Por que a Galileia
Postado em 17 Feb 2016 06 59 Textos Anteriores











Passados 2000 anos, a Galileia de Jesus  
conserva seu melhor traço: um caldeirão  
étnico e cultural que tolera diferenças  



por JOMAR MORAIS


Depois do périplo de 45 dias que realizei pela Índia em 2006, nenhum outro mochilão mexeu tanto comigo e com minhas referências quanto o que realizei há pouco em Israel e Palestina. Andarilho solitário, percorrendo lugares associados às nossas crenças fora da agitação das temporadas turísticas, pude viver também uma intensa experiência introspectiva e, assim, enxergar além do óbvio, chacoalhado pela sucessão de eventos que vieram em ondas como o mar.

Entrar em contato com a realidade atual dos povos judeu e palestino fez-me perceber nuances que não aparecem nos recortes imprecisos e, não raro, ideologizados, do noticiário sobre as complexas relações humanas no Oriente Médio. Mais: abriu-me uma janela através na qual o passado se me apresenta mais vívido e menos adulterado pelas tintas aplicadas por doutrinas e mitologias.

Jerusalém, por exemplo, provocou-me e me fez perguntar, comparar, levando-me ao inevitável porto da impermanência, cujo desconhecimento nos atira frequentemente às dores das vaidades e da avareza. A Galileia, porém, com sua simplicidade e beleza natural,  levou-me ao ápice de minha andança. Em suas trilhas vazias junto ao lago (o “mar” de apenas 21km x 12km, cercado de montes verdejantes), encontrei bem mais que marcos fisicos do Cristianismo nascente, resíduos de uma época efervescente. 

Jerusalém me fez pensar. A Galileia deixou-me sentir. Jerusalém enredou-me no mundo dos homens, do ego, com suas normas, certezas e temores. A Galiléia ofereceu-me a liberdade e tirou-me a necessidade de perguntas e respostas. 

Galileia dos Gentios! Assim a chamava a elite judaica de Jerusalém ao tempo de Jesus. Ortodoxa e orgulhosa, ela não conseguia compreender o caldeirão étnico e cultural que se formara na fronteira dos domínios de Herodes Antipas, onde judeus conviviam com a “raça impura” dos estrangeiros.

Cafarnaum, a cidade que Jesus escolheu para viver e realizar a maior parte de seu ministério, era uma vila cosmopolita onde cerca de 1500 judeus, gregos e dissidentes como Jesus e os 12 interagiam em debates que esquentavam tardes e noites, enriquecendo a vida de perspectivas e cores. Não há notícia de que Jesus tenha sofrido ali alguma ameaça à sua liberdade ou à sua integridade física, apesar do calor das discussões.

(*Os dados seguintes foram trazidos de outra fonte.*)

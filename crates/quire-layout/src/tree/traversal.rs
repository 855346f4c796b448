//! Ordered traversal over docked panes.

use quire_common::LayoutPaneId;

use super::SplitNode;

impl SplitNode {
    /// Get the next pane in tree order after `current`, wrapping around.
    pub fn next_pane(&self, current: LayoutPaneId) -> Option<LayoutPaneId> {
        let ids = self.collect_pane_ids();
        if ids.len() <= 1 {
            return None;
        }
        let idx = ids.iter().position(|&id| id == current)?;
        Some(ids[(idx + 1) % ids.len()])
    }

    /// Get the previous pane in tree order before `current`, wrapping around.
    pub fn prev_pane(&self, current: LayoutPaneId) -> Option<LayoutPaneId> {
        let ids = self.collect_pane_ids();
        if ids.len() <= 1 {
            return None;
        }
        let idx = ids.iter().position(|&id| id == current)?;
        Some(ids[(idx + ids.len() - 1) % ids.len()])
    }

    pub fn first_pane(&self) -> LayoutPaneId {
        match self {
            SplitNode::Leaf(id) => *id,
            SplitNode::Split { first, .. } => first.first_pane(),
        }
    }
}
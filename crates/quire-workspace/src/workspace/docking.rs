//! Docked and hidden transitions, split resizing and presets.

use quire_common::LayoutPaneId;
use quire_layout::{normalize, LayoutPreset};
use tracing::debug;

use super::DockWorkspace;

impl DockWorkspace {
    /// Close a docked pane's tile. The pane becomes hidden.
    pub fn close_pane(&self, pane: LayoutPaneId) -> bool {
        let mut state = self.state();
        if state.pending.contains(&pane) || !state.undock(pane) {
            return false;
        }
        debug!(pane = %pane, "pane hidden");
        self.persist(&state);
        true
    }

    pub fn close_focused(&self) -> bool {
        match self.focused() {
            Some(pane) => self.close_pane(pane),
            None => false,
        }
    }

    /// Bring a hidden pane back into the dock and focus it.
    ///
    /// A pane still marked floating is checked against the host first; if
    /// its window is gone the pane is docked and focused like a hidden one.
    pub async fn show_pane(&self, pane: LayoutPaneId) -> bool {
        if !self.catalogue.contains(&pane) {
            return false;
        }
        if self.revalidate_floating(pane).await {
            let mut state = self.state();
            state.focused = Some(pane);
            debug!(pane = %pane, "stale floating pane shown");
            self.persist(&state);
            return true;
        }
        let mut state = self.state();
        if state.is_docked(pane) || state.floating.contains(&pane) {
            return false;
        }
        state.dock(pane);
        state.focused = Some(pane);
        debug!(pane = %pane, "pane shown");
        self.persist(&state);
        true
    }

    /// Grow (positive `delta`) or shrink a docked pane within its parent
    /// split, in percentage points.
    pub fn resize_split(&self, pane: LayoutPaneId, delta: f64) -> bool {
        if !delta.is_finite() {
            return false;
        }
        let mut state = self.state();
        let resized = state
            .tree
            .as_mut()
            .is_some_and(|tree| tree.adjust_split(pane, delta));
        if resized {
            self.persist(&state);
        }
        resized
    }

    /// Replace the docked tree with `preset`, leaving floating panes where
    /// they are.
    pub fn apply_preset(&self, preset: LayoutPreset) -> bool {
        let mut state = self.state();
        let floating = state.floating_list();
        let tree = normalize(preset.tree(), &self.catalogue, &floating);
        state.focused = None;
        state.replace_tree(tree);
        debug!(preset = %preset, "preset applied");
        self.persist(&state);
        true
    }
}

Tiberíades, o balneário hedonístico dos romanos, 16 quilômetros antes de Cafarnaum, seria mais tarde refúgio para doutores da lei e sábios judeus que, após a queda de Jerusalém e a destruição do templo, encontrariam ali a paz e a tolerância necessárias à reinterpretação do Judaísmo.

Passados 2000 anos, a Galileia dos Gentios parece conservar o seu melhor traço. Em sua paisagem serena, judeus e árabes israelenses convivem bem entre si e com os poucos cristãos que moram na área. O som de chifres de carneiro, ecoado das sinagogas, mistura-se ao canto de muezins das mesquitas e às badaladas dos sinos das igrejas. 

Então, em Cafarnaum, num domingo ensolarado, ante o lago salpicado de pássaros, observo o local onde um dia meu mestre pregou, inclusivo e compassivo, e sinto vontade de bradar ao mundo: A Paz do Cristo! Namastê! Om Mani Padme Hum! Shalom! Salaam Aleikum! Axé!